Data to process »
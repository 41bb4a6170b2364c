//! Sidecar metadata: the JSON companion that exists for every summary
//! slot that has ever been attempted.

use std::fmt;
use std::path::Path;

use chrono::{DateTime, Utc};
use serde::{Deserialize, Serialize};

use crate::error::Result;
use crate::layout::atomic_write_json;
use crate::period::PeriodInfo;
use crate::types::ArchiveSource;

/// Status of a summary slot.
#[derive(Debug, Clone, Copy, PartialEq, Eq, Serialize, Deserialize)]
#[serde(rename_all = "snake_case")]
pub enum SummaryStatus {
    Pending,
    Generating,
    Complete,
    Incomplete,
    Deleted,
}

impl SummaryStatus {
    pub fn as_str(&self) -> &'static str {
        match self {
            SummaryStatus::Pending => "pending",
            SummaryStatus::Generating => "generating",
            SummaryStatus::Complete => "complete",
            SummaryStatus::Incomplete => "incomplete",
            SummaryStatus::Deleted => "deleted",
        }
    }
}

impl fmt::Display for SummaryStatus {
    fn fmt(&self, f: &mut fmt::Formatter<'_>) -> fmt::Result {
        write!(f, "{}", self.as_str())
    }
}

impl std::str::FromStr for SummaryStatus {
    type Err = String;

    fn from_str(s: &str) -> std::result::Result<Self, Self::Err> {
        match s {
            "pending" => Ok(SummaryStatus::Pending),
            "generating" => Ok(SummaryStatus::Generating),
            "complete" => Ok(SummaryStatus::Complete),
            "incomplete" => Ok(SummaryStatus::Incomplete),
            "deleted" => Ok(SummaryStatus::Deleted),
            other => Err(format!("unknown summary status: {}", other)),
        }
    }
}

/// Stable reason codes for slots that resolved without a summary.
#[derive(Debug, Clone, Copy, PartialEq, Eq, Serialize, Deserialize)]
#[serde(rename_all = "SCREAMING_SNAKE_CASE")]
pub enum IncompleteReason {
    NoMessages,
    InsufficientMessages,
    ApiError,
    RateLimited,
    SourceInaccessible,
    PromptError,
    ExportUnavailable,
    BudgetExceeded,
}

impl IncompleteReason {
    pub fn as_str(&self) -> &'static str {
        match self {
            IncompleteReason::NoMessages => "NO_MESSAGES",
            IncompleteReason::InsufficientMessages => "INSUFFICIENT_MESSAGES",
            IncompleteReason::ApiError => "API_ERROR",
            IncompleteReason::RateLimited => "RATE_LIMITED",
            IncompleteReason::SourceInaccessible => "SOURCE_INACCESSIBLE",
            IncompleteReason::PromptError => "PROMPT_ERROR",
            IncompleteReason::ExportUnavailable => "EXPORT_UNAVAILABLE",
            IncompleteReason::BudgetExceeded => "BUDGET_EXCEEDED",
        }
    }
}

impl fmt::Display for IncompleteReason {
    fn fmt(&self, f: &mut fmt::Formatter<'_>) -> fmt::Result {
        write!(f, "{}", self.as_str())
    }
}

/// Why a slot is incomplete, plus free-form details.
#[derive(Debug, Clone, PartialEq, Serialize, Deserialize)]
pub struct IncompleteInfo {
    pub code: IncompleteReason,
    pub message: String,
    #[serde(default)]
    pub details: serde_json::Value,
}

/// Lease held by a worker while a slot is `generating`.
#[derive(Debug, Clone, PartialEq, Serialize, Deserialize)]
pub struct GenerationLock {
    pub job_id: String,
    pub acquired_at: DateTime<Utc>,
    pub acquired_by: String,
    pub expires_at: DateTime<Utc>,
}

impl GenerationLock {
    pub fn is_expired(&self) -> bool {
        Utc::now() > self.expires_at
    }
}

/// Statistics about the messages a summary was produced from.
#[derive(Debug, Clone, Copy, PartialEq, Eq, Default, Serialize, Deserialize)]
pub struct SummaryStatistics {
    pub message_count: u64,
    pub participant_count: u64,
    #[serde(default)]
    pub word_count: u64,
    #[serde(default)]
    pub attachment_count: u64,
}

/// Input/output token counts for one generation.
#[derive(Debug, Clone, Copy, PartialEq, Eq, Default, Serialize, Deserialize)]
pub struct TokenUsage {
    pub input: u64,
    pub output: u64,
}

fn default_provider() -> String {
    "openrouter".to_string()
}

/// How a summary was produced: prompt, model, tokens and billing.
#[derive(Debug, Clone, PartialEq, Serialize, Deserialize)]
pub struct GenerationInfo {
    pub prompt_version: String,
    pub prompt_checksum: String,
    pub model: String,
    #[serde(default)]
    pub options: serde_json::Value,
    pub duration_seconds: f64,
    pub tokens_used: TokenUsage,
    pub cost_usd: f64,
    pub pricing_version: String,
    /// `"server:{source_key}"` or `"default"`.
    pub api_key_used: String,
    #[serde(default = "default_provider")]
    pub provider: String,
}

impl GenerationInfo {
    pub fn tokens_total(&self) -> u64 {
        self.tokens_used.input + self.tokens_used.output
    }
}

/// Backfill provenance for retroactively generated slots.
#[derive(Debug, Clone, PartialEq, Serialize, Deserialize)]
pub struct BackfillInfo {
    pub is_backfill: bool,
    #[serde(default)]
    pub original_generation_failed: bool,
    #[serde(default)]
    pub backfilled_at: Option<DateTime<Utc>>,
    #[serde(default)]
    pub reason: Option<String>,
}

/// Markdown integrity record.
#[derive(Debug, Clone, PartialEq, Eq, Serialize, Deserialize)]
pub struct IntegrityInfo {
    /// `sha256:` plus the first 16 hex digits of the Markdown's SHA-256.
    pub content_checksum: String,
    #[serde(default)]
    pub references_validated: bool,
}

fn default_true() -> bool {
    true
}

/// The `.meta.json` companion document for one (source, period) slot.
///
/// Invariants:
/// - `status = generating` ⇒ `lock` present and unexpired;
/// - `status = complete` ⇒ `generation` and `summary_id` present;
/// - `status = incomplete` ⇒ `incomplete_reason` present.
#[derive(Debug, Clone, PartialEq, Serialize, Deserialize)]
pub struct SidecarMetadata {
    #[serde(default)]
    pub summary_id: Option<String>,
    #[serde(default)]
    pub generated_at: Option<DateTime<Utc>>,
    pub period: PeriodInfo,
    pub source: ArchiveSource,
    pub status: SummaryStatus,
    #[serde(default = "default_true")]
    pub backfill_eligible: bool,
    #[serde(default, skip_serializing_if = "Option::is_none")]
    pub statistics: Option<SummaryStatistics>,
    #[serde(default, skip_serializing_if = "Option::is_none")]
    pub generation: Option<GenerationInfo>,
    #[serde(default, skip_serializing_if = "Option::is_none")]
    pub backfill: Option<BackfillInfo>,
    #[serde(default, skip_serializing_if = "Option::is_none")]
    pub incomplete_reason: Option<IncompleteInfo>,
    #[serde(default, skip_serializing_if = "Option::is_none")]
    pub lock: Option<GenerationLock>,
    #[serde(default, skip_serializing_if = "Option::is_none")]
    pub integrity: Option<IntegrityInfo>,
    /// Set while the artifact sits in the `.deleted/` quarantine.
    #[serde(default, skip_serializing_if = "Option::is_none")]
    pub deleted_at: Option<DateTime<Utc>>,
}

impl SidecarMetadata {
    pub fn save(&self, path: &Path) -> Result<()> {
        atomic_write_json(path, self)
    }

    pub fn load(path: &Path) -> Result<Self> {
        let data = std::fs::read_to_string(path)?;
        Ok(serde_json::from_str(&data)?)
    }
}

/// One billed generation, as recorded against the cost ledger.
#[derive(Debug, Clone, PartialEq, Serialize, Deserialize)]
pub struct CostEntry {
    pub source_key: String,
    pub summary_id: String,
    pub timestamp: DateTime<Utc>,
    pub model: String,
    pub tokens_input: u64,
    pub tokens_output: u64,
    pub cost_usd: f64,
    pub pricing_version: String,
    /// `"server"` or `"default"`.
    #[serde(default = "default_api_key_source")]
    pub api_key_source: String,
}

fn default_api_key_source() -> String {
    "default".to_string()
}

#[cfg(test)]
mod tests {
    use super::*;
    use crate::types::SourceType;
    use chrono::NaiveDate;

    fn sample_metadata() -> SidecarMetadata {
        let period = PeriodInfo::daily(
            NaiveDate::from_ymd_opt(2026, 2, 11).unwrap(),
            "America/New_York",
        )
        .unwrap();
        SidecarMetadata {
            summary_id: Some("sum_0011aabbccdd".to_string()),
            generated_at: Some(Utc::now()),
            period,
            source: ArchiveSource::new(SourceType::Discord, "123", "My Server"),
            status: SummaryStatus::Complete,
            backfill_eligible: true,
            statistics: Some(SummaryStatistics {
                message_count: 42,
                participant_count: 7,
                word_count: 900,
                attachment_count: 1,
            }),
            generation: Some(GenerationInfo {
                prompt_version: "1.1.0".to_string(),
                prompt_checksum: "sha256:deadbeefdeadbeef".to_string(),
                model: "anthropic/claude-3-haiku".to_string(),
                options: serde_json::json!({"temperature": 0.2}),
                duration_seconds: 3.5,
                tokens_used: TokenUsage {
                    input: 1000,
                    output: 200,
                },
                cost_usd: 0.0005,
                pricing_version: "2026-02-01".to_string(),
                api_key_used: "default".to_string(),
                provider: "openrouter".to_string(),
            }),
            backfill: Some(BackfillInfo {
                is_backfill: true,
                original_generation_failed: false,
                backfilled_at: Some(Utc::now()),
                reason: Some("historical_archive".to_string()),
            }),
            incomplete_reason: None,
            lock: None,
            integrity: Some(IntegrityInfo {
                content_checksum: "sha256:0123456789abcdef".to_string(),
                references_validated: false,
            }),
            deleted_at: None,
        }
    }

    #[test]
    fn sidecar_round_trips_through_json() {
        let meta = sample_metadata();
        let json = serde_json::to_string_pretty(&meta).unwrap();
        let back: SidecarMetadata = serde_json::from_str(&json).unwrap();
        assert_eq!(back, meta);
    }

    #[test]
    fn incomplete_reason_codes_are_stable() {
        assert_eq!(IncompleteReason::NoMessages.as_str(), "NO_MESSAGES");
        let json = serde_json::to_string(&IncompleteReason::RateLimited).unwrap();
        assert_eq!(json, "\"RATE_LIMITED\"");
    }

    #[test]
    fn tokens_nest_under_tokens_used() {
        let meta = sample_metadata();
        let value = serde_json::to_value(&meta).unwrap();
        assert_eq!(value["generation"]["tokens_used"]["input"], 1000);
        assert_eq!(value["generation"]["tokens_used"]["output"], 200);
    }

    #[test]
    fn backfill_eligible_defaults_to_true() {
        let mut value = serde_json::to_value(sample_metadata()).unwrap();
        value.as_object_mut().unwrap().remove("backfill_eligible");
        let back: SidecarMetadata = serde_json::from_value(value).unwrap();
        assert!(back.backfill_eligible);
    }

    #[test]
    fn cost_entry_round_trips_through_json() {
        let entry = CostEntry {
            source_key: "discord:123".to_string(),
            summary_id: "sum_aa".to_string(),
            timestamp: Utc::now(),
            model: "anthropic/claude-3-haiku".to_string(),
            tokens_input: 1000,
            tokens_output: 200,
            cost_usd: 0.0005,
            pricing_version: "2026-02-01".to_string(),
            api_key_source: "server".to_string(),
        };
        let json = serde_json::to_string(&entry).unwrap();
        let back: CostEntry = serde_json::from_str(&json).unwrap();
        assert_eq!(back, entry);
    }
}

Assignment » Each line in the entries above, starting at the line with "the cost ledger." and ending at the line with "use chrono::NaiveDate;", is to be printed exactly, and only those lines.

Your solution »
/// One billed generation, as recorded against the cost ledger.
#[derive(Debug, Clone, PartialEq, Serialize, Deserialize)]
pub struct CostEntry {
    pub source_key: String,
    pub summary_id: String,
    pub timestamp: DateTime<Utc>,
    pub model: String,
    pub tokens_input: u64,
    pub tokens_output: u64,
    pub cost_usd: f64,
    pub pricing_version: String,
    /// `"server"` or `"default"`.
    #[serde(default = "default_api_key_source")]
    pub api_key_source: String,
}

fn default_api_key_source() -> String {
    "default".to_string()
}

#[cfg(test)]
mod tests {
    use super::*;
    use crate::types::SourceType;
    use chrono::NaiveDate;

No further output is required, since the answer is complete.